A new Freedom of Information Code of Practice, published by the Cabinet office in July, provides new guidance to public authorities on the discharge of their functions and responsibilities under the Freedom of Information Act 2000 (the Act). The Code, which is published under s.45 of the Act, and takes into account feedback received from multiple parties including the Information Commissioner’s Office during a 2017 consultation.
While Freedom of Information is one of the pillars upon which open government operates, most public authorities are well aware that responding to requests (and subsequent disputes regarding those requests) can be extremely resource intensive. While many requests are for legitimate purposes, the Act can be (and is) also used as a weapon by the disgruntled. Public authorities have historically been slow to declare requests vexatious in accordance with s.14 of the Act, in part because of a prevailing understanding that the requirement to look at the request, rather than the requestor, meant that s.14 would only apply in the most extreme cases.
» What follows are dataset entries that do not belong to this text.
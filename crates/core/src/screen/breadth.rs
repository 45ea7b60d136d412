use crate::domain::snapshot::IndicatorSnapshot;
use crate::screen::zones::ZoneClassification;
use serde::{Deserialize, Serialize};

#[derive(Debug, Clone, Copy, Default, PartialEq, Serialize, Deserialize)]
#[serde(rename_all = "camelCase")]
pub struct SmaBreadth {
    pub above: usize,
    pub below: usize,
    pub avg_gap: f64,
}

/// How much of the basket sits above each moving average.
#[derive(Debug, Clone, Default, PartialEq, Serialize, Deserialize)]
#[serde(rename_all = "camelCase")]
pub struct MarketBreadth {
    pub total: usize,
    pub sma10: SmaBreadth,
    pub sma20: SmaBreadth,
    pub sma50: SmaBreadth,
    pub sma100: SmaBreadth,
    pub buy_zone: usize,
    pub sell_zone: usize,
}

impl MarketBreadth {
    pub fn compute(snapshots: &[IndicatorSnapshot], zones: &ZoneClassification<'_>) -> Self {
        Self {
            total: snapshots.len(),
            sma10: sma_breadth(snapshots, |s| (s.above_sma10, s.gap10)),
            sma20: sma_breadth(snapshots, |s| (s.above_sma20, s.gap20)),
            sma50: sma_breadth(snapshots, |s| (s.above_sma50, s.gap50)),
            sma100: sma_breadth(snapshots, |s| (s.above_sma100, s.gap100)),
            buy_zone: zones.buy_zone.len(),
            sell_zone: zones.sell_zone.len(),
        }
    }

    /// Share of the basket above SMA-10, in percent.
    pub fn pct_above_sma10(&self) -> f64 {
        if self.total == 0 {
            return 0.0;
        }
        self.sma10.above as f64 / self.total as f64 * 100.0
    }
}

fn sma_breadth(
    snapshots: &[IndicatorSnapshot],
    pick: impl Fn(&IndicatorSnapshot) -> (bool, f64),
) -> SmaBreadth {
    let mut out = SmaBreadth::default();
    let mut total_gap = 0.0;
    for s in snapshots {
        let (above, gap) = pick(s);
        if above {
            out.above += 1;
        } else {
            out.below += 1;
        }
        total_gap += gap;
    }
    if !snapshots.is_empty() {
        out.avg_gap = total_gap / snapshots.len() as f64;
    }
    out
}
pub mod assemble;
pub mod breadth;
pub mod refresh;
pub mod zones;

pub use assemble::{assemble_snapshot, RejectReason, Rejection, SnapshotOutcome, MIN_VALID_BARS};
pub use refresh::{refresh, InstrumentSeries, Screen, ZoneTransitions};
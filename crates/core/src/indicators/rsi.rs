pub const DEFAULT_PERIOD: usize = 14;

/// Value used when no RSI can be computed.
const NEUTRAL_RSI: f64 = 50.0;

/// RS substituted when the average loss is zero.
const RS_NO_LOSSES: f64 = 100.0;

#[derive(Debug, Clone, Copy, PartialEq)]
pub struct RsiReading {
    pub value: f64,
    /// Consecutive most-recent RSI moves in one direction: positive while rising,
    /// negative while falling, 0 when the last two values are equal.
    pub streak: i32,
}

/// Wilder-smoothed RSI series, one value per close from index `period` onward.
pub fn rsi_series(closes: &[f64], period: usize) -> Vec<f64> {
    if period == 0 || closes.len() < period + 1 {
        return Vec::new();
    }

    let mut gains = Vec::with_capacity(closes.len() - 1);
    let mut losses = Vec::with_capacity(closes.len() - 1);
    for pair in closes.windows(2) {
        let change = pair[1] - pair[0];
        gains.push(if change > 0.0 { change } else { 0.0 });
        losses.push(if change < 0.0 { -change } else { 0.0 });
    }

    let p = period as f64;
    let mut avg_gain = gains[..period].iter().sum::<f64>() / p;
    let mut avg_loss = losses[..period].iter().sum::<f64>() / p;

    let mut out = Vec::with_capacity(gains.len() - period + 1);
    out.push(rsi_from_averages(avg_gain, avg_loss));
    for i in period..gains.len() {
        avg_gain = (avg_gain * (p - 1.0) + gains[i]) / p;
        avg_loss = (avg_loss * (p - 1.0) + losses[i]) / p;
        out.push(rsi_from_averages(avg_gain, avg_loss));
    }
    out
}

pub fn rsi(closes: &[f64], period: usize) -> RsiReading {
    let series = rsi_series(closes, period);
    RsiReading {
        value: series.last().copied().unwrap_or(NEUTRAL_RSI),
        streak: streak(&series),
    }
}

fn rsi_from_averages(avg_gain: f64, avg_loss: f64) -> f64 {
    let rs = if avg_loss == 0.0 {
        RS_NO_LOSSES
    } else {
        avg_gain / avg_loss
    };
    100.0 - 100.0 / (1.0 + rs)
}

fn streak(values: &[f64]) -> i32 {
    let n = values.len();
    if n < 2 {
        return 0;
    }

    let rising = values[n - 1] > values[n - 2];
    let falling = values[n - 1] < values[n - 2];
    if !rising && !falling {
        return 0;
    }

    let mut count: i32 = 0;
    for i in (1..n).rev() {
        let moved = if rising {
            values[i] > values[i - 1]
        } else {
            values[i] < values[i - 1]
        };
        if !moved {
            break;
        }
        count += 1;
    }

    if rising {
        count
    } else {
        -count
    }
}
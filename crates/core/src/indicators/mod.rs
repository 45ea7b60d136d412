//! Pure indicator math over positional price slices (oldest first).
//!
//! None of these functions fail: insufficient history is reported through sentinel
//! values (0, 50 for RSI, `Trend::Neutral` for Supertrend).

pub mod atr;
pub mod cci;
pub mod crossover;
pub mod rsi;
pub mod sma;
pub mod supertrend;
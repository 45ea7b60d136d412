pub mod collect;
pub mod files;
pub mod provider;
pub mod types;
use chrono::{DateTime, FixedOffset, NaiveDate};

// India Standard Time, UTC+05:30. NSE daily bars are stamped at the session open.
const IST_OFFSET_SECS: i32 = 5 * 3600 + 30 * 60;

/// Trading date of a bar stamped with Unix epoch seconds, in IST.
///
/// Returns `None` only for timestamps outside chrono's representable range.
pub fn trading_date(timestamp: i64) -> Option<NaiveDate> {
    let ist = FixedOffset::east_opt(IST_OFFSET_SECS)?;
    let utc = DateTime::from_timestamp(timestamp, 0)?;
    Some(utc.with_timezone(&ist).date_naive())
}
use crate::config::Settings;
use crate::domain::bar::RawBar;
use crate::ingest::types::ChartResponse;
use crate::universe::Instrument;
use anyhow::{Context, Result};
use chrono::{Duration as ChronoDuration, Utc};
use reqwest::header::{HeaderMap, HeaderValue, USER_AGENT};
use std::time::Duration;

const MAX_BACKOFF_SHIFT: u32 = 6;
const CHART_PATH: [&str; 3] = ["v8", "finance", "chart"];

// The chart endpoint rejects requests without a browser-like agent.
const BROWSER_USER_AGENT: &str =
    "Mozilla/5.0 (Windows NT 10.0; Win64; x64) AppleWebKit/537.36 (KHTML, like Gecko) Chrome/120.0.0.0 Safari/537.36";

/// Source of daily bars for one instrument, oldest first, nulls preserved.
#[async_trait::async_trait]
pub trait BarProvider: Send + Sync {
    fn provider_name(&self) -> &'static str;

    async fn fetch_daily_bars(&self, instrument: &Instrument) -> Result<Vec<RawBar>>;
}

#[derive(Debug, Clone)]
pub struct HttpChartProvider {
    http: reqwest::Client,
    base_url: String,
    retries: u32,
    lookback_days: i64,
}

impl HttpChartProvider {
    pub fn from_settings(settings: &Settings) -> Result<Self> {
        let http = reqwest::Client::builder()
            .timeout(Duration::from_secs(settings.quote_provider_timeout_secs))
            .build()
            .context("failed to build quote provider http client")?;

        Ok(Self {
            http,
            base_url: settings.quote_provider_base_url.clone(),
            retries: settings.quote_provider_retries,
            lookback_days: settings.quote_lookback_days,
        })
    }

    fn url(&self, symbol: &str) -> Result<reqwest::Url> {
        let base = &self.base_url;
        let mut url = reqwest::Url::parse(base)
            .with_context(|| format!("invalid quote provider base url: {base}"))?;
        url.path_segments_mut()
            .map_err(|_| anyhow::anyhow!("quote provider base url cannot be a base: {base}"))?
            .pop_if_empty()
            .extend(CHART_PATH)
            .push(symbol);
        Ok(url)
    }

    fn headers(&self) -> HeaderMap {
        let mut headers = HeaderMap::new();
        headers.insert(USER_AGENT, HeaderValue::from_static(BROWSER_USER_AGENT));
        headers
    }

    async fn fetch_once(&self, symbol: &str) -> Result<Vec<RawBar>> {
        let url = self.url(symbol)?;
        let end = Utc::now();
        let start = end - ChronoDuration::days(self.lookback_days);

        let res = self
            .http
            .get(url)
            .headers(self.headers())
            .query(&[
                ("period1", start.timestamp().to_string()),
                ("period2", end.timestamp().to_string()),
                ("interval", "1d".to_string()),
            ])
            .send()
            .await
            .context("quote provider request failed")?;

        let status = res.status();
        let text = res
            .text()
            .await
            .context("failed to read quote provider response")?;
        if !status.is_success() {
            anyhow::bail!("quote provider HTTP {status}: {text}");
        }

        let parsed = serde_json::from_str::<ChartResponse>(&text)
            .context("failed to parse quote provider response into ChartResponse")?;
        parsed.into_raw_bars()
    }
}

#[async_trait::async_trait]
impl BarProvider for HttpChartProvider {
    fn provider_name(&self) -> &'static str {
        "http_chart"
    }

    async fn fetch_daily_bars(&self, instrument: &Instrument) -> Result<Vec<RawBar>> {
        let mut attempt: u32 = 0;
        loop {
            attempt += 1;
            match self.fetch_once(&instrument.symbol).await {
                Ok(bars) => return Ok(bars),
                Err(err) => {
                    if attempt >= self.retries {
                        return Err(err)
                            .with_context(|| format!("fetch {} failed", instrument.symbol));
                    }
                    let backoff = backoff_for(attempt);
                    tracing::warn!(
                        attempt,
                        ?backoff,
                        symbol = %instrument.symbol,
                        error = %err,
                        "quote fetch failed; retrying"
                    );
                    tokio::time::sleep(backoff).await;
                }
            }
        }
    }
}

/// 1s, 2s, 4s, ... capped at 64s.
fn backoff_for(attempt: u32) -> Duration {
    Duration::from_secs(1u64 << attempt.saturating_sub(1).min(MAX_BACKOFF_SHIFT))
}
The tide is shifting. Building on previous case law, the court in Oxford Phoenix Innovation Ltd v Information Commissioner & Medicines and Healthcare Products Regulatory Agency recognised that, although a public authority must focus on each request as it comes, it is impractical to ignore the context of the request, particularly where the requestor’s course of conduct is at issue. In that case, while there had probably once been a genuine dispute at one point, any proper purpose to the request made under the Act “had been overshadowed and extinguished” by the requestor’s “improper pursuit” of his “war” with the MHRA.
Additionally, the new Code of Practice encourages public authorities to use s.14 more, rather than treat it as exceptional or a last resort. As well as considering the burden imposed on the public authority by any given request, authorities should take into account the wider context of a request:
- What other requests have been made by the same requester to the public authority?
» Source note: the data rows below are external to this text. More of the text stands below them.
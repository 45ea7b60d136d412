use serde::{Deserialize, Serialize};

/// Nifty 50 constituents, Yahoo-style NSE tickers.
pub const NIFTY_50: [&str; 50] = [
    "RELIANCE.NS",
    "TCS.NS",
    "HDFCBANK.NS",
    "INFY.NS",
    "ICICIBANK.NS",
    "HINDUNILVR.NS",
    "ITC.NS",
    "SBIN.NS",
    "BHARTIARTL.NS",
    "KOTAKBANK.NS",
    "LT.NS",
    "ASIANPAINT.NS",
    "AXISBANK.NS",
    "MARUTI.NS",
    "SUNPHARMA.NS",
    "TITAN.NS",
    "BAJFINANCE.NS",
    "ULTRACEMCO.NS",
    "NESTLEIND.NS",
    "WIPRO.NS",
    "ONGC.NS",
    "NTPC.NS",
    "HCLTECH.NS",
    "TECHM.NS",
    "POWERGRID.NS",
    "TATAMOTORS.NS",
    "TATASTEEL.NS",
    "M&M.NS",
    "ADANIENT.NS",
    "BAJAJFINSV.NS",
    "COALINDIA.NS",
    "INDUSINDBK.NS",
    "DRREDDY.NS",
    "JSWSTEEL.NS",
    "GRASIM.NS",
    "CIPLA.NS",
    "DIVISLAB.NS",
    "HINDALCO.NS",
    "BPCL.NS",
    "BRITANNIA.NS",
    "EICHERMOT.NS",
    "HEROMOTOCO.NS",
    "APOLLOHOSP.NS",
    "BAJAJ-AUTO.NS",
    "TATACONSUM.NS",
    "ADANIPORTS.NS",
    "SHRIRAMFIN.NS",
    "UPL.NS",
    "SBILIFE.NS",
    "LTIM.NS",
];

const EXCHANGE_SUFFIX: &str = ".NS";

#[derive(Debug, Clone, PartialEq, Eq, Hash, Serialize, Deserialize)]
pub struct Instrument {
    pub symbol: String,
    pub name: String,
}

impl Instrument {
    pub fn new(symbol: &str) -> Self {
        let symbol = symbol.trim().to_string();
        let name = symbol
            .strip_suffix(EXCHANGE_SUFFIX)
            .unwrap_or(&symbol)
            .to_string();
        Self { symbol, name }
    }
}

/// The screening basket: `override_symbols` (comma separated) when given, else the Nifty 50.
pub fn instruments(override_symbols: Option<&str>) -> Vec<Instrument> {
    let parsed: Vec<Instrument> = override_symbols
        .map(|s| {
            s.split(',')
                .map(str::trim)
                .filter(|p| !p.is_empty())
                .map(Instrument::new)
                .collect()
        })
        .unwrap_or_default();

    if parsed.is_empty() {
        return NIFTY_50.iter().map(|s| Instrument::new(s)).collect();
    }
    parsed
}

/// Keeps only the instruments whose symbol or display name is listed (case-insensitive).
pub fn filter_symbols(instruments: Vec<Instrument>, wanted: &[String]) -> Vec<Instrument> {
    if wanted.is_empty() {
        return instruments;
    }
    instruments
        .into_iter()
        .filter(|i| {
            wanted.iter().any(|w| {
                w.eq_ignore_ascii_case(&i.symbol) || w.eq_ignore_ascii_case(&i.name)
            })
        })
        .collect()
}

#[cfg(test)]
mod tests {
    use super::*;

    #[test]
    fn display_name_strips_exchange_suffix() {
        let i = Instrument::new("BAJAJ-AUTO.NS");
        assert_eq!(i.symbol, "BAJAJ-AUTO.NS");
        assert_eq!(i.name, "BAJAJ-AUTO");
        assert_eq!(Instrument::new("AAPL").name, "AAPL");
    }

    #[test]
    fn defaults_to_fifty_constituents() {
        let all = instruments(None);
        assert_eq!(all.len(), 50);
        assert_eq!(all[0].name, "RELIANCE");
        assert!(all.iter().any(|i| i.symbol == "M&M.NS"));
    }

    #[test]
    fn override_replaces_basket() {
        let custom = instruments(Some(" TCS.NS, INFY.NS ,,"));
        assert_eq!(custom.len(), 2);
        assert_eq!(custom[1].name, "INFY");
        assert_eq!(instruments(Some(" , ")).len(), 50);
    }

    #[test]
    fn filter_matches_symbol_or_name() {
        let picked = filter_symbols(
            instruments(None),
            &["tcs".to_string(), "INFY.NS".to_string()],
        );
        let names: Vec<_> = picked.iter().map(|i| i.name.as_str()).collect();
        assert_eq!(names, vec!["TCS", "INFY"]);
    }
}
- If there are multiple requests – how many and about what?
- Is there a personal grudge behind the request?
- Is the requester unreasonably persisting in seeking information in relation to issues already addressed by the public authority?
- Does the request have any serious purpose or value?
Public authorities should also look at the requestor’s known behaviour. Requests are more likely to be vexatious if the requestor is known to engage in a large volume of sustained, abusive or confrontational correspondence, over long periods. Evidence of deliberate ‘campaigns’ by multiple requestors to purposefully disrupt a public authority’s activities, or where requests are issued under false names to obscure the identity of the requestor, will also support a rejection of the request under s.14.